##### Input material #####

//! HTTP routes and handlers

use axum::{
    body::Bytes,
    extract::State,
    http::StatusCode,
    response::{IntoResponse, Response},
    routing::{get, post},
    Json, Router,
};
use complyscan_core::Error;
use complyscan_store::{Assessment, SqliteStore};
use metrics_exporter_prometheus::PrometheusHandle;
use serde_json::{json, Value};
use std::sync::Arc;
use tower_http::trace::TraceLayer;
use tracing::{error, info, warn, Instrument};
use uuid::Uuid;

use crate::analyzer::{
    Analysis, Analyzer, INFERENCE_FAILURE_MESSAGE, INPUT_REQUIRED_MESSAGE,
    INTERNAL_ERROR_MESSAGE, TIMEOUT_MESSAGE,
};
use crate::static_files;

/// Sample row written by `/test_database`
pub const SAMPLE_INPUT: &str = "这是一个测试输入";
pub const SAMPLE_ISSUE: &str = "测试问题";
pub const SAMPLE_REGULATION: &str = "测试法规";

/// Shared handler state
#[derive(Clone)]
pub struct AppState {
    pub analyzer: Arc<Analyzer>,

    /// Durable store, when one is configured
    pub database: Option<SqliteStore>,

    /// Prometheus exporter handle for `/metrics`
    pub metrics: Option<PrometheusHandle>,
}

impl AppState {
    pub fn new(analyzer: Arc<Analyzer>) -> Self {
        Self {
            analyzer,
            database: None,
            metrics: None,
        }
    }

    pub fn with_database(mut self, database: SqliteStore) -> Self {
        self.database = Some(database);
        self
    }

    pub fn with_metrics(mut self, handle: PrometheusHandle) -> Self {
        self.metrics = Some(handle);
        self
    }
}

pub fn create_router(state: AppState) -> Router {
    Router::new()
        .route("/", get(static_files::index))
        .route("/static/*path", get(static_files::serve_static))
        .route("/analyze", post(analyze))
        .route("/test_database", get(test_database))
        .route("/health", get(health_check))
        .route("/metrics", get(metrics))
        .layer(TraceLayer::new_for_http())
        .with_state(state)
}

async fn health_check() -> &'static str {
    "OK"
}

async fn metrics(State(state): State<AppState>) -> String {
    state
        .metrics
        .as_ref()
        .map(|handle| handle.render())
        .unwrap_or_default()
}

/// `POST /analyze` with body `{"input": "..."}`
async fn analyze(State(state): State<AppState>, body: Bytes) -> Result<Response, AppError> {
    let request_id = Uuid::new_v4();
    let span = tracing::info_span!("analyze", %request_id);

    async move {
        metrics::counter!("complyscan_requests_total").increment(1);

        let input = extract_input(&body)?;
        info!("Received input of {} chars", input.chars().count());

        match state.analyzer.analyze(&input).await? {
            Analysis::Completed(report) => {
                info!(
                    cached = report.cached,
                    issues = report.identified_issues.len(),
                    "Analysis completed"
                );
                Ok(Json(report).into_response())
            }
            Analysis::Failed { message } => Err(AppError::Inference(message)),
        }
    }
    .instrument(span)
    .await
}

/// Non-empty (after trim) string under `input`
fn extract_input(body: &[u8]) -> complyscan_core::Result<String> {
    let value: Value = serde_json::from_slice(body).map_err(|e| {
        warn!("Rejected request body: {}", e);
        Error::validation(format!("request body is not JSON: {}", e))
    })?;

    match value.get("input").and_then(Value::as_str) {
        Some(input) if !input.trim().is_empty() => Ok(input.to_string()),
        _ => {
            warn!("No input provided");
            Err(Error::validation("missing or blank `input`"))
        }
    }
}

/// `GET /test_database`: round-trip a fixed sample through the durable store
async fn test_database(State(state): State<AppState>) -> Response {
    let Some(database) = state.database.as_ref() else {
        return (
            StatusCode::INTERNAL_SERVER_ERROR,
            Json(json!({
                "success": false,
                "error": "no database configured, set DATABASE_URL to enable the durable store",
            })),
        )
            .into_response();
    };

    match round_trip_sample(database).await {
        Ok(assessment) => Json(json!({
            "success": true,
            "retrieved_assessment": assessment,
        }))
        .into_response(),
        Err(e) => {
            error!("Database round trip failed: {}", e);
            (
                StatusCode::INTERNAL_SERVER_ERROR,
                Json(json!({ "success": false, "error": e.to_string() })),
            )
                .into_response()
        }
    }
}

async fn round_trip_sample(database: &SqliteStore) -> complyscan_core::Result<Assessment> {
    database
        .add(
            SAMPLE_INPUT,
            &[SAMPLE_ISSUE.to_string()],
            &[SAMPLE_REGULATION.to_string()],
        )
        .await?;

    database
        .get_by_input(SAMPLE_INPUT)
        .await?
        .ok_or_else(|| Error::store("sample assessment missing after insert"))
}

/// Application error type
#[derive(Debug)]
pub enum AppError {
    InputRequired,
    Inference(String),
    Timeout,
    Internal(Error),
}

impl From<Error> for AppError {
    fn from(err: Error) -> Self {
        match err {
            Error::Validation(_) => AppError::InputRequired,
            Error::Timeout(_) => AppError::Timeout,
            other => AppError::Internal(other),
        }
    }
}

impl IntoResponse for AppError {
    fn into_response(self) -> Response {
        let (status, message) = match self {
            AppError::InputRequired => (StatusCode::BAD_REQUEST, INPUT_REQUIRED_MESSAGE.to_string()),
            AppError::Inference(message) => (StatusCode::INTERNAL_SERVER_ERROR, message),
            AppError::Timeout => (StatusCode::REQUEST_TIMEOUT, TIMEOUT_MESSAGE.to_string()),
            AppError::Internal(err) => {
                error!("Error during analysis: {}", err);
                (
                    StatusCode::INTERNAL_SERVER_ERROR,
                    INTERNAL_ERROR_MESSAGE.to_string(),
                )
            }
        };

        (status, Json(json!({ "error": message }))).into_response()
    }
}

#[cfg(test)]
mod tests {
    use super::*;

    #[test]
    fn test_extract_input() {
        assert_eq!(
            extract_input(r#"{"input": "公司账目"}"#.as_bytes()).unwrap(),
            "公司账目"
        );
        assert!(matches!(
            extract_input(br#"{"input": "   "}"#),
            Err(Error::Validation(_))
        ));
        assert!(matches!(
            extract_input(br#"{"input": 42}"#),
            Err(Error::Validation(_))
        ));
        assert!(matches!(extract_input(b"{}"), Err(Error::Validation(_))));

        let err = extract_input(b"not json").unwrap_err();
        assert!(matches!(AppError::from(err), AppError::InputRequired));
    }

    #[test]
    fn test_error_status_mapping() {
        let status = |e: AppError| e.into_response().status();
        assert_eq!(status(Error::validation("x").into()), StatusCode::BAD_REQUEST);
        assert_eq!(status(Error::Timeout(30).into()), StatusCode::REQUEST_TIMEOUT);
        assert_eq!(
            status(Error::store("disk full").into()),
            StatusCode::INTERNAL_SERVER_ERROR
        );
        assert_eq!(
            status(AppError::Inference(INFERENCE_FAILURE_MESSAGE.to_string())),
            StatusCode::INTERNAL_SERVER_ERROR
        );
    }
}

#####
##### Input material #####

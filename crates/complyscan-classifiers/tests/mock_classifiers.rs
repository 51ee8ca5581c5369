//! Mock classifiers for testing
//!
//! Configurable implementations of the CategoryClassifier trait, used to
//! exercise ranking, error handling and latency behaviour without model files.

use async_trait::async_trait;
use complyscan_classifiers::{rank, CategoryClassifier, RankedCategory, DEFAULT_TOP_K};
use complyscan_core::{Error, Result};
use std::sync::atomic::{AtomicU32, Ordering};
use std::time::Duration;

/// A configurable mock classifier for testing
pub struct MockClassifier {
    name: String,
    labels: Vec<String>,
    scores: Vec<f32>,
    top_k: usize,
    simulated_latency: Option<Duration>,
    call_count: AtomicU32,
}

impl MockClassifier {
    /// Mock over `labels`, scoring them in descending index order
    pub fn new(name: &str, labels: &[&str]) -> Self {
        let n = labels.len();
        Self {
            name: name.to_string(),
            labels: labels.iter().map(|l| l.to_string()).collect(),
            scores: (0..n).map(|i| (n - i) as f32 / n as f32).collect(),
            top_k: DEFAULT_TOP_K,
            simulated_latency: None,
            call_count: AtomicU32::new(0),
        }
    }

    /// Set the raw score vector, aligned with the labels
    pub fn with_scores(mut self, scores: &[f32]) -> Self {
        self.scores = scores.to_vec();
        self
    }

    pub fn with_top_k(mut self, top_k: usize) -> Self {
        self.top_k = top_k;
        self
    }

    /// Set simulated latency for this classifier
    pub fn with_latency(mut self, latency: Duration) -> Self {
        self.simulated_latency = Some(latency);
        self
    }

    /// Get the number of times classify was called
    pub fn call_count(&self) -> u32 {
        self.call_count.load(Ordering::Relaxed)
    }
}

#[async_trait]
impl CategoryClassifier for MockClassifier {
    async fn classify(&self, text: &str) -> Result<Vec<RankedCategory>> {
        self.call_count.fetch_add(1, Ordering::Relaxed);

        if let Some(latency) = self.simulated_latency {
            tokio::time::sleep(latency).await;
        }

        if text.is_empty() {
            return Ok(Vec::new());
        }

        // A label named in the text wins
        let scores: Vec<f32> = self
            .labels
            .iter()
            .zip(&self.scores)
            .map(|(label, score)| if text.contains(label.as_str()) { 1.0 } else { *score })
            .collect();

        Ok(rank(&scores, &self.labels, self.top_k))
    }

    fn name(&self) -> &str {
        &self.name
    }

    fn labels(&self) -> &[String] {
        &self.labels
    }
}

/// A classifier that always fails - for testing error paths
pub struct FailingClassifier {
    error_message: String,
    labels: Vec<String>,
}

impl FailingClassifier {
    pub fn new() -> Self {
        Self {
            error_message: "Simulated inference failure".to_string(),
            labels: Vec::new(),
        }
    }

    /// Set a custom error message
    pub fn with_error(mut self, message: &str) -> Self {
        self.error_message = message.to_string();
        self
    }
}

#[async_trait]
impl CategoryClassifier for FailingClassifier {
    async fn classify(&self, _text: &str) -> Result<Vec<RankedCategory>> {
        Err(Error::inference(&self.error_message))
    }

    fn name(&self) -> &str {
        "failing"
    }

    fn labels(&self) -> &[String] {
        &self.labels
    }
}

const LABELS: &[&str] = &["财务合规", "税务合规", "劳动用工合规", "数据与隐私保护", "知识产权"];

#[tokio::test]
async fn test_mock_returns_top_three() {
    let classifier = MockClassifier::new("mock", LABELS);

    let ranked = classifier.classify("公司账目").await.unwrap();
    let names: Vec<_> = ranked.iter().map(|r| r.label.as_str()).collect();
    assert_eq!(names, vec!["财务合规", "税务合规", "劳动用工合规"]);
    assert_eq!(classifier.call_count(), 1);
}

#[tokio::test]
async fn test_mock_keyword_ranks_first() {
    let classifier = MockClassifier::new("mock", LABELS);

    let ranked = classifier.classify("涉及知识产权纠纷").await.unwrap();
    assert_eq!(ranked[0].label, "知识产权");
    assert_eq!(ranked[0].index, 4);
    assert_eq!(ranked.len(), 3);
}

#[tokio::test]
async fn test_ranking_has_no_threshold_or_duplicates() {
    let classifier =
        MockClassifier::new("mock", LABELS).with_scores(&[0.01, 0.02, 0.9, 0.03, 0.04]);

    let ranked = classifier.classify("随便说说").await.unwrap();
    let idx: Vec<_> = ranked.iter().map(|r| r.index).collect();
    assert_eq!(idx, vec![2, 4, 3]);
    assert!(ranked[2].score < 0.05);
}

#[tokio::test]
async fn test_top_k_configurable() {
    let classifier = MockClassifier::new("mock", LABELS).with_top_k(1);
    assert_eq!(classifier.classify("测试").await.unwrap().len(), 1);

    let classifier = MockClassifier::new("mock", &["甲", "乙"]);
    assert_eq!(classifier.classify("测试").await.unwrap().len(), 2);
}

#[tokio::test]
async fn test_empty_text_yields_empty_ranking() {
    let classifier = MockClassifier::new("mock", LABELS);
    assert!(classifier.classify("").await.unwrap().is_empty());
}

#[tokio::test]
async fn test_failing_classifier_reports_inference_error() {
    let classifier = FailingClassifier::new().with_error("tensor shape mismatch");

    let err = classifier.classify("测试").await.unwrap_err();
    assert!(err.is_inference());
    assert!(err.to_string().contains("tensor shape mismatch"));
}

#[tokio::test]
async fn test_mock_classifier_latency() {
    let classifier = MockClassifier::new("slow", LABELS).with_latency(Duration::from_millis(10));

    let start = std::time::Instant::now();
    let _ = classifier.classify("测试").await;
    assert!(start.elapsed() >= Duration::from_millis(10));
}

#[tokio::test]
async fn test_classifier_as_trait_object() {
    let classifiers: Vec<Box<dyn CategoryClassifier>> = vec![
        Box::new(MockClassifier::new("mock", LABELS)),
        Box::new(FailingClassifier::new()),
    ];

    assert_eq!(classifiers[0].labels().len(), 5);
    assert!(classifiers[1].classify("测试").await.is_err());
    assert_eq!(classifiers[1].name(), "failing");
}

#####
##### Input material #####

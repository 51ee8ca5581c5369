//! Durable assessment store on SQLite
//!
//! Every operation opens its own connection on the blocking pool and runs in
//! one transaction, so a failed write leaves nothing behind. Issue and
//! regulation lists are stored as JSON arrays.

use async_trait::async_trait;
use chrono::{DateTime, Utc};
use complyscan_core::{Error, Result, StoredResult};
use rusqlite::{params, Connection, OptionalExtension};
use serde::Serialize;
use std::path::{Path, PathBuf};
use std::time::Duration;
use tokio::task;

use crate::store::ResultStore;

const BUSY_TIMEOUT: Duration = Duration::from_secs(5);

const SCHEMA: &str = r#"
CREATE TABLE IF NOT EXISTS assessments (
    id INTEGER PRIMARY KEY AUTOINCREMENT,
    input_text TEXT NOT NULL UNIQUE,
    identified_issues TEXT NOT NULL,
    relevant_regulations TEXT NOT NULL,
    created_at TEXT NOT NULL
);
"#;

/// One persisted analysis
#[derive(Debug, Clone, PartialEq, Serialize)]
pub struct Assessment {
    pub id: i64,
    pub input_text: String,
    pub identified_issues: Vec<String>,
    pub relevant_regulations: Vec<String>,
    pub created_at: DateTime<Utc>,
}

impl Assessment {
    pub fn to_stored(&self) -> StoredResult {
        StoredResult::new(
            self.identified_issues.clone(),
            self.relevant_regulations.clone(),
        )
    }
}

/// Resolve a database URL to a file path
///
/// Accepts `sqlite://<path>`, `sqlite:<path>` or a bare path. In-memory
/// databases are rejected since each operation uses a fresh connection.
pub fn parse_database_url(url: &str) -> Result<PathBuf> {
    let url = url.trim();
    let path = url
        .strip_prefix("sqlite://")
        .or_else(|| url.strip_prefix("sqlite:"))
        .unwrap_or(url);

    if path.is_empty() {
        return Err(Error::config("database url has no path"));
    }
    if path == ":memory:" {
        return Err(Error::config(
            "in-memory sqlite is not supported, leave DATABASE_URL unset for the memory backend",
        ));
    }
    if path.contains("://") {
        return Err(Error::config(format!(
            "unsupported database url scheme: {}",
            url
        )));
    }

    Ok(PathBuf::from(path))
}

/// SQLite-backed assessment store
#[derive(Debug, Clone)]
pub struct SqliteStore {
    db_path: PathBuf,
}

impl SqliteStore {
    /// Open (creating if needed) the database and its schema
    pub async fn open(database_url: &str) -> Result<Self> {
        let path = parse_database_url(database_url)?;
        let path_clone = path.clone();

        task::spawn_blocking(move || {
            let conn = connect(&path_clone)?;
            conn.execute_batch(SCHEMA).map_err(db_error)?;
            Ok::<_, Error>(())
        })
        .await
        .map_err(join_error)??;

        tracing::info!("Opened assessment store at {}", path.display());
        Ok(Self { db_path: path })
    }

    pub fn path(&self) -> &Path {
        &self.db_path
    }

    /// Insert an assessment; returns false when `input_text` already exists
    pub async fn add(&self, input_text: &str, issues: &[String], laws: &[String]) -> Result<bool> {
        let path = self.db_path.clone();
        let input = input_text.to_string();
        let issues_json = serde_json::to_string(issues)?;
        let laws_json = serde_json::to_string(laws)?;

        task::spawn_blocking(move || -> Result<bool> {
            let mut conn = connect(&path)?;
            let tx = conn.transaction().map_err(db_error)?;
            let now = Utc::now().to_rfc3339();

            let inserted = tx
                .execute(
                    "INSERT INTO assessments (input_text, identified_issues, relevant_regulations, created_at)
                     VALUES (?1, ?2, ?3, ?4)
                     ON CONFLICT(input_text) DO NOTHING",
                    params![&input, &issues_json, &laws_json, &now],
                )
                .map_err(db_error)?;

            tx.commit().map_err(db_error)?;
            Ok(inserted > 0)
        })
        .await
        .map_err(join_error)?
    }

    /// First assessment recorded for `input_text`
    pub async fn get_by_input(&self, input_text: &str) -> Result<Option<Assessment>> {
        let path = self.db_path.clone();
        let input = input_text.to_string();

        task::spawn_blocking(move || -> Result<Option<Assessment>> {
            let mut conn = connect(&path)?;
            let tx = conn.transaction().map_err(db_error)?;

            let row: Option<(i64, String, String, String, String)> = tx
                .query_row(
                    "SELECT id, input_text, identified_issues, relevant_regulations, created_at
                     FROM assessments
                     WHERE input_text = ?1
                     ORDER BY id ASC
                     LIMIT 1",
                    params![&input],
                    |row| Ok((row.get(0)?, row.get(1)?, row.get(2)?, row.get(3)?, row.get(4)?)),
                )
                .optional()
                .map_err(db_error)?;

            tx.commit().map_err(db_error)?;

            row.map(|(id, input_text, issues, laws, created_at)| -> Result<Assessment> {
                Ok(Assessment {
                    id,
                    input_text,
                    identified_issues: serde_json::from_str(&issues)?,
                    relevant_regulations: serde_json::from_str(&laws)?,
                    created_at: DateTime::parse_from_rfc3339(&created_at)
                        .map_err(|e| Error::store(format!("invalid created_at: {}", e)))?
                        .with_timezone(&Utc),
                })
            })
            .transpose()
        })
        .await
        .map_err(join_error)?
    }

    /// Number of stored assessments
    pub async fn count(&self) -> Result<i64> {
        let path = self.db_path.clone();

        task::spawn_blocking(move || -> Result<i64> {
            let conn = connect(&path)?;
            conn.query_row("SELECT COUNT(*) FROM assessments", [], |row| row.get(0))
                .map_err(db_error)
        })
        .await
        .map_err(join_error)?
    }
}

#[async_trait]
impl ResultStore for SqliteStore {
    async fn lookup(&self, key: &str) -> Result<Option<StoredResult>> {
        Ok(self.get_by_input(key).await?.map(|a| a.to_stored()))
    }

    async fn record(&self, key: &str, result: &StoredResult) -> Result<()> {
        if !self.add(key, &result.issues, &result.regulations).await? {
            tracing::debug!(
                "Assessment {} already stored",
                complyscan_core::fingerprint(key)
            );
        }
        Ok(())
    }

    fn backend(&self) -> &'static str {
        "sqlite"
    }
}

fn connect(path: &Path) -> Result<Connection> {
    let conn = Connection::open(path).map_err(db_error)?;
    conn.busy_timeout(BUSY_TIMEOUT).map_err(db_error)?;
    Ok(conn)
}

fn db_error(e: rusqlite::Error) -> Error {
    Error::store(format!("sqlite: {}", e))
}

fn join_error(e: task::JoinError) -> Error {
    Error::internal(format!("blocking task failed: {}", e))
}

#####

__Work request__. Transcribe the records above exactly, beginning at the line that contains "routes and handlers" and ending with the line that contains "use tower_http::trace::TraceLayer;", both included, and nothing else.

__Answer space__.
//! HTTP routes and handlers

use axum::{
    body::Bytes,
    extract::State,
    http::StatusCode,
    response::{IntoResponse, Response},
    routing::{get, post},
    Json, Router,
};
use complyscan_core::Error;
use complyscan_store::{Assessment, SqliteStore};
use metrics_exporter_prometheus::PrometheusHandle;
use serde_json::{json, Value};
use std::sync::Arc;
use tower_http::trace::TraceLayer;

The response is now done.